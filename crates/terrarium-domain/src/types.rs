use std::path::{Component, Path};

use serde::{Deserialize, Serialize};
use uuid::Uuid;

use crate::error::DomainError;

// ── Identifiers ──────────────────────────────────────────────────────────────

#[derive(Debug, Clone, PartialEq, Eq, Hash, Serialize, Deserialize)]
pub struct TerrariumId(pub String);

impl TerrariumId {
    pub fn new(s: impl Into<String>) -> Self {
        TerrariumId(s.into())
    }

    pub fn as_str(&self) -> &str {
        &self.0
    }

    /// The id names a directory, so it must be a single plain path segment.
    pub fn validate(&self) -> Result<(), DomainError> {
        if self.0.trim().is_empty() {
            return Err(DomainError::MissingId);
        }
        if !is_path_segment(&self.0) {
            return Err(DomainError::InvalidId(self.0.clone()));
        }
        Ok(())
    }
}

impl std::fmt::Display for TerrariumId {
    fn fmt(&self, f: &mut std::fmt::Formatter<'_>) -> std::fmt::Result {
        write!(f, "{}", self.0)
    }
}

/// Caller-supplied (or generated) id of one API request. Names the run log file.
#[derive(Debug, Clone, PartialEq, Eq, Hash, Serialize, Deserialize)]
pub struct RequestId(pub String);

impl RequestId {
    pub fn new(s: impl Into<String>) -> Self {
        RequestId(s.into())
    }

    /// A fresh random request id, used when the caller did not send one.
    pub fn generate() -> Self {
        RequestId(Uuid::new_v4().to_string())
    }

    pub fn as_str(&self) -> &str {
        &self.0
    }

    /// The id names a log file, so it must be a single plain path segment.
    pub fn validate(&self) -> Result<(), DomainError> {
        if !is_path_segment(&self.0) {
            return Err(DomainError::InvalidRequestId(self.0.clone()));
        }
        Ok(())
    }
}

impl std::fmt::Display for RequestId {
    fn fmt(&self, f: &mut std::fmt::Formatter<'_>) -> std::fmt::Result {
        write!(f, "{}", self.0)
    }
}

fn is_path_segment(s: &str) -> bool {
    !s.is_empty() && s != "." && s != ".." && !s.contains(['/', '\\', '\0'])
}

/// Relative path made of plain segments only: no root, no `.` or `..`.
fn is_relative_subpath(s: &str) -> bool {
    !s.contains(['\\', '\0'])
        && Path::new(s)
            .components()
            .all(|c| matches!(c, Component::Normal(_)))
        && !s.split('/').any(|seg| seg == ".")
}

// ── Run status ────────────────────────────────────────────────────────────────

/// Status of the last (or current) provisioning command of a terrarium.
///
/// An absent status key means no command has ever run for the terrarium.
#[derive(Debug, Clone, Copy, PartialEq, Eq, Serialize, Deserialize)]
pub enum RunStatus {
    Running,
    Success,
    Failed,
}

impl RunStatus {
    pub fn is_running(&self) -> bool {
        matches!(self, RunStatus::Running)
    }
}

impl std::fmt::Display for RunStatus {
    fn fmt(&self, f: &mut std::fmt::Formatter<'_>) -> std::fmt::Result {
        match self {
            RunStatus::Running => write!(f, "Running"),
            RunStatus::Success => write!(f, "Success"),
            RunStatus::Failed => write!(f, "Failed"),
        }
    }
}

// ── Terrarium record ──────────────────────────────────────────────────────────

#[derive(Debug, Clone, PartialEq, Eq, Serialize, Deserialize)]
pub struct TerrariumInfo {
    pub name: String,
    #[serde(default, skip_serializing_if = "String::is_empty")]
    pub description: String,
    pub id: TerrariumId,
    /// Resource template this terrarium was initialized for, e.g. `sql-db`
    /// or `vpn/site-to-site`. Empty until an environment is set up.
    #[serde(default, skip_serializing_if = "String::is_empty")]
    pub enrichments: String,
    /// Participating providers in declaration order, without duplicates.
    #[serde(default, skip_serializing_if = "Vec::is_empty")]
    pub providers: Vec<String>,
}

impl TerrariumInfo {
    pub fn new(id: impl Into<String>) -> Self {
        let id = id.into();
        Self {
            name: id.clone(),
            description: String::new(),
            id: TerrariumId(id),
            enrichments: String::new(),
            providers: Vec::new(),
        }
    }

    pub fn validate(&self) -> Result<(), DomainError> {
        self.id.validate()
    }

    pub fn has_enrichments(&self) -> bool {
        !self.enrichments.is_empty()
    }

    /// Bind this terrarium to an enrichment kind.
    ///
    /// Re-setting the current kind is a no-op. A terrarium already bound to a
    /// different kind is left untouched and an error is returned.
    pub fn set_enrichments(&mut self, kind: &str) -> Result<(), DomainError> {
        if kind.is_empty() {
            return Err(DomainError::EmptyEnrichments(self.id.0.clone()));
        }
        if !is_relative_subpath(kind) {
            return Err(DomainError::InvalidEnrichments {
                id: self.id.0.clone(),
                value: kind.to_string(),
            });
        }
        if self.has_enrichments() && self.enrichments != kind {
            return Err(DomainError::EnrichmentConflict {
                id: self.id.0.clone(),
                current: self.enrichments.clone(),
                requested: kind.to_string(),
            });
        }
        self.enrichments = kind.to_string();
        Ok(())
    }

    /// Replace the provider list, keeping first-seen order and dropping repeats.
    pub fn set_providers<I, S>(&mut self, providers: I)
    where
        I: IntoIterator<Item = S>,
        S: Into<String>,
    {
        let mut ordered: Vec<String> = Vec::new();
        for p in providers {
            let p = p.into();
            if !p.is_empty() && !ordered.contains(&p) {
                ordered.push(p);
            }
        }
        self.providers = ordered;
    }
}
...
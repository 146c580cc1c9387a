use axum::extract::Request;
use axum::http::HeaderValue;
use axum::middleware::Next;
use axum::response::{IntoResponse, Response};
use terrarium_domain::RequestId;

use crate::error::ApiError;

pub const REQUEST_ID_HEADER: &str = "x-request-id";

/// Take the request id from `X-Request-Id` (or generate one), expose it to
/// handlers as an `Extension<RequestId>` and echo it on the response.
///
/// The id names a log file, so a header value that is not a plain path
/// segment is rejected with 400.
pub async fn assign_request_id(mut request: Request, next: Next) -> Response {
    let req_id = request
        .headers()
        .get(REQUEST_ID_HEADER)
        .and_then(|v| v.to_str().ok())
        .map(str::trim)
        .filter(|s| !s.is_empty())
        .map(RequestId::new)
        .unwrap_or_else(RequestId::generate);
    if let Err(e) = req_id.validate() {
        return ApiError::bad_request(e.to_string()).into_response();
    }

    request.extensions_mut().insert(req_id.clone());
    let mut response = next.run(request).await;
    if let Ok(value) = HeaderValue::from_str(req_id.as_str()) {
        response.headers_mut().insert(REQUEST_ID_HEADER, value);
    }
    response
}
--
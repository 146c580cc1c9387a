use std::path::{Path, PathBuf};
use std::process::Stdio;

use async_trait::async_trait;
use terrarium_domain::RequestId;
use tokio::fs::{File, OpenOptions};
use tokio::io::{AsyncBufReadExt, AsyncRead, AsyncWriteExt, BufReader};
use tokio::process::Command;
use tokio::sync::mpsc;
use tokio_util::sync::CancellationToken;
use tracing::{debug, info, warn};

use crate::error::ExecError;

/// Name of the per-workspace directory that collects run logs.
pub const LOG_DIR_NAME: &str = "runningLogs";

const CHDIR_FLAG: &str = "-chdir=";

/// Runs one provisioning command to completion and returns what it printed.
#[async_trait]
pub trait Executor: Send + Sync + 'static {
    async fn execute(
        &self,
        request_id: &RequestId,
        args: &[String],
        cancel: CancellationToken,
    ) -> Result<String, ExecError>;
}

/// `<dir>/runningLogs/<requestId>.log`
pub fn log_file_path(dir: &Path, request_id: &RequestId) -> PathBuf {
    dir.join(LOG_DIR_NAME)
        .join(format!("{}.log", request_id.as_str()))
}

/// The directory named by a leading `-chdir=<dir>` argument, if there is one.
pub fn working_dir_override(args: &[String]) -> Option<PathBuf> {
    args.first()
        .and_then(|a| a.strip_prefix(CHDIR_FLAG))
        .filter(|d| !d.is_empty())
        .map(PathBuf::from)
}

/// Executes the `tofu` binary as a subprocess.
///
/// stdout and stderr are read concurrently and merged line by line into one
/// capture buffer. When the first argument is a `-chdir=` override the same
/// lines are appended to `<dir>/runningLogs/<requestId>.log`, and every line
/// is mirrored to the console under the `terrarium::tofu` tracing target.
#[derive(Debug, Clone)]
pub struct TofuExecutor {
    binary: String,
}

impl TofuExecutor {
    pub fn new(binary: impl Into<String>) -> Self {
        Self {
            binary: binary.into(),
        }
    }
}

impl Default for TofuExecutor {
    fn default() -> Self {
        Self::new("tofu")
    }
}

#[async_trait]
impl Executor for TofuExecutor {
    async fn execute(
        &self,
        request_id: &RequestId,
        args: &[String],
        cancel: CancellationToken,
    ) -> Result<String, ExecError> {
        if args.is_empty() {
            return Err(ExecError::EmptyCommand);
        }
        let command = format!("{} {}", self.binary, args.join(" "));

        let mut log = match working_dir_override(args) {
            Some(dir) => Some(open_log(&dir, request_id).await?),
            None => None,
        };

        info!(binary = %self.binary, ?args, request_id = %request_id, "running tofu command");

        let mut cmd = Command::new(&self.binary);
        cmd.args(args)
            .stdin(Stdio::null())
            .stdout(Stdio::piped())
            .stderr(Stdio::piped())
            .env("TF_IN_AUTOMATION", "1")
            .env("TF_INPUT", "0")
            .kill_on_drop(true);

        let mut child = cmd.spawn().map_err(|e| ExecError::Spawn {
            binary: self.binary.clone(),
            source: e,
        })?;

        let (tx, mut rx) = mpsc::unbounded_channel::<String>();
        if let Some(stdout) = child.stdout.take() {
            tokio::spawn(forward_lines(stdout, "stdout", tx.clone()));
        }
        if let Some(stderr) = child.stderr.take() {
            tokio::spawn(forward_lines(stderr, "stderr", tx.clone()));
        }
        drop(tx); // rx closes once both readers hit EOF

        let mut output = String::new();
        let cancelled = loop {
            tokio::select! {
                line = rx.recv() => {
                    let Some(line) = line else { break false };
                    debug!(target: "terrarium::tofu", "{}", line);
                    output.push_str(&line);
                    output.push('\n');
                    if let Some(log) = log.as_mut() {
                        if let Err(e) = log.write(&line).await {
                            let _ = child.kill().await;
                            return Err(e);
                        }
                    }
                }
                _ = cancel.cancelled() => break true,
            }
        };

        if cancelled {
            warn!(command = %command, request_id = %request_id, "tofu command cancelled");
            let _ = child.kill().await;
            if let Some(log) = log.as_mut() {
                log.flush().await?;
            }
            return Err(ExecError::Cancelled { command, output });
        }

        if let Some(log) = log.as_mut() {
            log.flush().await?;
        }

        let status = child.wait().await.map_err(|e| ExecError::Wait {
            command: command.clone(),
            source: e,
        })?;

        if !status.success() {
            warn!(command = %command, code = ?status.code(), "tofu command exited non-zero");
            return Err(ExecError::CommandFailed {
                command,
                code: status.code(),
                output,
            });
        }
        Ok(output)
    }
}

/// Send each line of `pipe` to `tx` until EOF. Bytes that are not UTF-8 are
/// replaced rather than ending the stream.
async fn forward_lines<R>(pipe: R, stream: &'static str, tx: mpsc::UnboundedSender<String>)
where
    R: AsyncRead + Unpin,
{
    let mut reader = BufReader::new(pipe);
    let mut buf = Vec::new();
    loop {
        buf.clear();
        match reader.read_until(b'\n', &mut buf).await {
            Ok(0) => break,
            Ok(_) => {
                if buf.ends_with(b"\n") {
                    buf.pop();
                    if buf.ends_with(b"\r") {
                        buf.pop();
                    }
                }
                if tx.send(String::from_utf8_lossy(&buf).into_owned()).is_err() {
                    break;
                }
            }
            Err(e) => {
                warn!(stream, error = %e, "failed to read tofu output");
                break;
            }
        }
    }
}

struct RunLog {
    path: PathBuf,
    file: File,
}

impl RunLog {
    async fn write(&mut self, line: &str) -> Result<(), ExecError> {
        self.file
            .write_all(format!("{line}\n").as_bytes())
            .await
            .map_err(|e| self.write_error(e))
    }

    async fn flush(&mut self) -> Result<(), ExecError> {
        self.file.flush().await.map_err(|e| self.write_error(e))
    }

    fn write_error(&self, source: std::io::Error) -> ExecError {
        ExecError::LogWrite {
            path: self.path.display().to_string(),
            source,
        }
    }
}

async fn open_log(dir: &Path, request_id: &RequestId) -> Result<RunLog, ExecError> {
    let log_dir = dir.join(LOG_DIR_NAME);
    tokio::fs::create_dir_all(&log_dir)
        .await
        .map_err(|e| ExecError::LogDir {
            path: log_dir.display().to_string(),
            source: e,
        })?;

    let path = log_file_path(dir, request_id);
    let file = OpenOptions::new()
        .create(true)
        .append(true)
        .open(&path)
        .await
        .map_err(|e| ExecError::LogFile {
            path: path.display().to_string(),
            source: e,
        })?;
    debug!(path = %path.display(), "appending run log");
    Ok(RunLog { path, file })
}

_WHAT YOU WILL DO_
Only one part of the material above is to be transcribed, namely the lines starting with the line that has "RequestId(s.into())" and going on through the line that has "fn is_path_segment(s: &str)", exactly as they stand.

_ANSWER SPACE_
        RequestId(s.into())
    }

    /// A fresh random request id, used when the caller did not send one.
    pub fn generate() -> Self {
        RequestId(Uuid::new_v4().to_string())
    }

    pub fn as_str(&self) -> &str {
        &self.0
    }

    /// The id names a log file, so it must be a single plain path segment.
    pub fn validate(&self) -> Result<(), DomainError> {
        if !is_path_segment(&self.0) {
            return Err(DomainError::InvalidRequestId(self.0.clone()));
        }
        Ok(())
    }
}

impl std::fmt::Display for RequestId {
    fn fmt(&self, f: &mut std::fmt::Formatter<'_>) -> std::fmt::Result {
        write!(f, "{}", self.0)
    }
}

fn is_path_segment(s: &str) -> bool {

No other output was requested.